Information provided –
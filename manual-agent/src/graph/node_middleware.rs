//! Middleware wrapping each node run (logging, timing, tracing spans).

use std::future::Future;
use std::pin::Pin;

use async_trait::async_trait;

use crate::error::AgentError;

use super::Next;

/// Boxed future returned by the inner node call.
pub type NodeFuture<S> = Pin<Box<dyn Future<Output = Result<(S, Next), AgentError>> + Send>>;

/// The wrapped node call handed to middleware.
pub type NodeRunFn<S> = Box<dyn FnOnce(S) -> NodeFuture<S> + Send>;

/// Wraps every node run in a compiled graph.
///
/// Implementations call `inner(state)` exactly once and may inspect or log around it.
#[async_trait]
pub trait NodeMiddleware<S>: Send + Sync
where
    S: Clone + Send + Sync + 'static,
{
    async fn around_run(
        &self,
        node_id: &str,
        state: S,
        inner: NodeRunFn<S>,
    ) -> Result<(S, Next), AgentError>;
}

Aim of the task – Once more, write out the records above, exactly as they stand.

Result of this exercise –
filename manual-agent/src/graph/node_middleware.rs
//! Middleware wrapping each node run (logging, timing, tracing spans).

use std::future::Future;
use std::pin::Pin;

use async_trait::async_trait;

use crate::error::AgentError;

use super::Next;

/// Boxed future returned by the inner node call.
pub type NodeFuture<S> = Pin<Box<dyn Future<Output = Result<(S, Next), AgentError>> + Send>>;

/// The wrapped node call handed to middleware.
pub type NodeRunFn<S> = Box<dyn FnOnce(S) -> NodeFuture<S> + Send>;

/// Wraps every node run in a compiled graph.
///
/// Implementations call `inner(state)` exactly once and may inspect or log around it.
#[async_trait]
pub trait NodeMiddleware<S>: Send + Sync
where
    S: Clone + Send + Sync + 'static,
{
    async fn around_run(
        &self,
        node_id: &str,
        state: S,
        inner: NodeRunFn<S>,
    ) -> Result<(S, Next), AgentError>;
}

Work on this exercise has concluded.